Venezuela’s last election was a referendum on the right of the President to stand again on 15 February 2009. This was endorsed by 54% of the electorate, against 46% opposing the measure. Sunday’s election is the first to take place against the backdrop of a recession in Venezuela, which has been hit hard by the world recession as have many other countries.

Media distortions, context and the truth about Venezuelan democracy

With these key elections approaching, there has already been a stepping up of media distortions about Venezuela internationally. In the run-up to previous election campaigns, the VSC has noted that the increases in false claims appear to be designed in order to de-legitimise the results and fairness of the elections internationally.

National Assembly elections take place every 5 years and the elected representatives have the power to pass legislation and also to block the president’s legislative initiatives (with the support of over a 1/3 of members). The assembly also has other specific and important powers (outlined in Article 187 of the Constitution) including approving the budget, initiating impeachment proceedings against most government officials (including ministers but not the President, who can only be removed through a recall referendum of the population) and appointing the members of the government’s electoral, judicial, and prosecutorial branches.

However the last time these elections were held in 2005, the oppositions boycotted them in order to seek to delegitimize the result which was to give a majority to supporters of President Chávez. Therefore this year, the one thing that is clear is that the Venezuelan anti-Chávez right wing opposition will inevitably increase its number of seats in parliaments as it will actually contest the seats. 

Some media coverage has already sought to portray the elections as representing a huge gain for anti- Chávez forces if the opposition can stop the pro-Chávez parties gaining two-thirds. However, this would be false. Whilst we can’t predict exactly what the opposition parties would have got in 2005 had they taken part in the democratic process, they did receive more than a third of the vote in elections in the 2006 Presidential elections , gaining 36.9% with 4.3 million votes. (See http://www.cne.gov.ve/web/estadisticas/index_resultados_elecciones.php.) Furthermore, in the previous year, in the 2004 recall referendum, the opposition to Chávez got 40% (3,989,008 votes) – again this was more than one-third (see http://www.cne.gov.ve/referendum_presidencial2004/.)
The results – and claims made in the international media by the Venezuelan opposition and others – on September 26 must be analysed against this background and context if these are to be fully understood.

Rebutting opposition myths: How Venezuelan elections are free and fair

Venezuela’s National Electoral Council (CNE) officially announced the opening of the electoral campaign for the elections to renew the 165 seats for the country’s National Assembly in August. The CNE, as with every previous election since 1999, has conducted a national campaign of information to ensure that voters are aware of every detail of a key aspect of exerting their rights as citizens: voting. This year is no exception, and any Venezuelan can easily access the CNE’s website to find out about any aspect of the coming elections of 26 September, including individual voting districts, the list of all candidates in every single district in the country as a whole, officials and representatives to every electoral district, how to cast the electronic ballot/vote and so forth (all of which can be found here: http://www.cne.gov.ve/web/index.php).
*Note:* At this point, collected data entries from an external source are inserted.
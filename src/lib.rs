pub mod error;
pub mod config;
pub mod providers;
pub mod request;
pub mod retry;
pub mod sanitize;
pub mod store;
pub mod usage;
pub mod dispatcher;
pub mod service;

/*

viht-ai is the question-answering pipeline behind the Viht
community assistant: a prompt goes in, a safe displayable answer
comes out. Upstream is a Gemini-style generateContent API; the
pipeline owns retries with exponential backoff, output cleanup,
the display-length crop and the single overload fallback message.
Answered questions bump a best-effort counter in an external
key-value store.

viht-ai/
├── Cargo.toml          # Main manifest
├── src/
│   ├── lib.rs          # Re-exports and service API surface
│   ├── error.rs        # Custom error types and retry classing
│   ├── config.rs       # Dispatcher configuration
│   ├── request.rs      # Prompt request types
│   ├── retry.rs        # Retry policy and backoff combinator
│   ├── sanitize.rs     # Model output cleanup and crop
│   ├── store.rs        # Key-value store seam
│   ├── usage.rs        # Usage counter actor
│   ├── dispatcher.rs   # The prompt-to-answer pipeline
│   ├── service.rs      # Actor front door for the bot process
│   └── providers/      # Provider-specific implementations
│       ├── mod.rs      # Re-exports all providers
│       └── gemini.rs   # generateContent wire types and client
└── tests/              # Integration and unit tests

*/

/// VIHT AI API INTERFACE:

// ===== DispatchPrompt =====

pub type DispatchPromptReply = String;
pub type DispatchPromptReplySender
  = tokio::sync::mpsc::UnboundedSender<DispatchPromptReply>;

pub struct DispatchPromptArgs
{   pub request: crate::request::PromptRequest
  , pub reply: DispatchPromptReplySender
}

// ===== KillProcess =====

pub type KillProcessReply = Result<(), crate::error::Error>;
pub type KillProcessReplySender
  = tokio::sync::mpsc::UnboundedSender<KillProcessReply>;

pub struct KillProcessArgs
{   pub reply: KillProcessReplySender
}

// ===== AiHand (sender side) =====

pub struct AiHand
{   pub dispatch_prompt_tx
      : tokio::sync::mpsc::UnboundedSender<DispatchPromptArgs>
  , pub kill_process_tx
      : tokio::sync::mpsc::UnboundedSender<KillProcessArgs>
}

// ===== AiFoot (receiver side) =====

pub struct AiFoot
{   pub dispatch_prompt_rx
      : tokio::sync::mpsc::UnboundedReceiver<DispatchPromptArgs>
  , pub kill_process_rx
      : tokio::sync::mpsc::UnboundedReceiver<KillProcessArgs>
}
//! Configuration for the AI answer pipeline

use serde::{Deserialize, Serialize};
use log::debug;

/// Environment variable holding the API credential
pub const API_KEY_ENV: &str = "GEMINI_API_KEY";

/// Default generation model
pub const DEFAULT_MODEL: &str = "gemini-2.0-flash";

/// Persona instruction sent alongside every prompt
pub const DEFAULT_SYSTEM_INSTRUCTION: &str
  = "Ты — Вихт, дружелюбный помощник сообщества Viht VPN. \
     Отвечай кратко и по-дружески, только на русском языке. \
     Ты помогаешь с подключением к VPN, созданием ключей доступа \
     и вопросами по программированию. Если вопрос не по теме, \
     вежливо предложи задать вопрос о VPN или о коде.";

/// Retry configuration
#[derive(Debug, Clone, Serialize, Deserialize)]
pub struct RetryConfig
{   /// Max attempts per dispatch (first try included)
    pub max_attempts: usize
  , /// Base backoff duration in milliseconds
    pub base_delay_ms: u64
}

impl Default for RetryConfig
{   fn default() -> Self
    {   RetryConfig
        {   max_attempts: 4
          , base_delay_ms: 500
        }
    }
}

/// Dispatcher configuration
#[derive(Debug, Clone, Serialize, Deserialize)]
pub struct DispatcherConfig
{   /// API credential; absence short-circuits to the fallback
    pub api_key: Option<String>
  , /// API base URL (if custom)
    pub api_base: Option<String>
  , /// Generation model name
    pub model: String
  , /// Persona instruction sent with every prompt
    pub system_instruction: String
  , /// Sampling temperature
    pub temperature: f32
  , /// Max tokens the model may generate
    pub max_output_tokens: u32
  , /// Per-attempt request timeout in seconds
    pub timeout_secs: u64
  , /// Retry configuration
    pub retry: RetryConfig
  , /// Hard ceiling on returned answer length, in characters
    pub max_answer_chars: usize
}

impl Default for DispatcherConfig
{   fn default() -> Self
    {   DispatcherConfig
        {   api_key: None
          , api_base: None
          , model: DEFAULT_MODEL.to_string()
          , system_instruction
              : DEFAULT_SYSTEM_INSTRUCTION.to_string()
          , temperature: 0.7
          , max_output_tokens: 1024
          , timeout_secs: 60
          , retry: RetryConfig::default()
          , max_answer_chars: 1800
        }
    }
}

impl DispatcherConfig
{   /// Build a configuration with the credential taken from the
    /// process environment. A missing variable is a valid state;
    /// dispatch will answer with the fallback until a key appears.
    pub fn from_env() -> Self
    {   let api_key = std::env::var(API_KEY_ENV).ok();
        debug!(
          "Loaded dispatcher config from env (key present: {})",
          api_key.is_some()
        );
        DispatcherConfig
        {   api_key
          , ..DispatcherConfig::default()
        }
    }

    /// Same configuration with a different credential
    pub fn with_api_key(mut self, key: String) -> Self
    {   self.api_key = Some(key);
        self
    }
}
The effort goes, however, beyond informing the voter and ensuring their participation. Venezuela’s state institutions are constantly seeking to enfranchise people who had been traditionally excluded by the previous oligarchy-run system. Since 1999 and up to the 2009 referendum, an additional 7 million Venezuelans have been added to the electoral register, thus the 11 years of the Chavez government represent the largest expansion of voters’ participation in the history of the country. The CNE has furthermore, reported that for the 26 September elections, an additional 610,000 more voters have been registered in the country’s electoral rolls. Thus the number of officially registered voters who can cast their vote at the parliamentary elections is 17.772.768; the highest ever. Voting is not compulsory in Venezuela, but pollsters predict a high level of participation of about 70%+ on 26 September.
Whilst in reality it is the opposition in Venezuela who have sought to undermine democracy, of all the elections since 1999 (for president, parliament, governors, municipalities, and referenda), the year when President Hugo Chávez became the President of Venezuela, the country’s opposition has thus far recognised the results of only ONE of them, the 2007 constitutional referendum which the government lost by the smallest of margins (1% / about 50,000 votes). And at every election since 1999, Venezuela’s opposition have nationally and internationally sowed doubts about the probity of the country’s National Electoral Council and of the electoral system. 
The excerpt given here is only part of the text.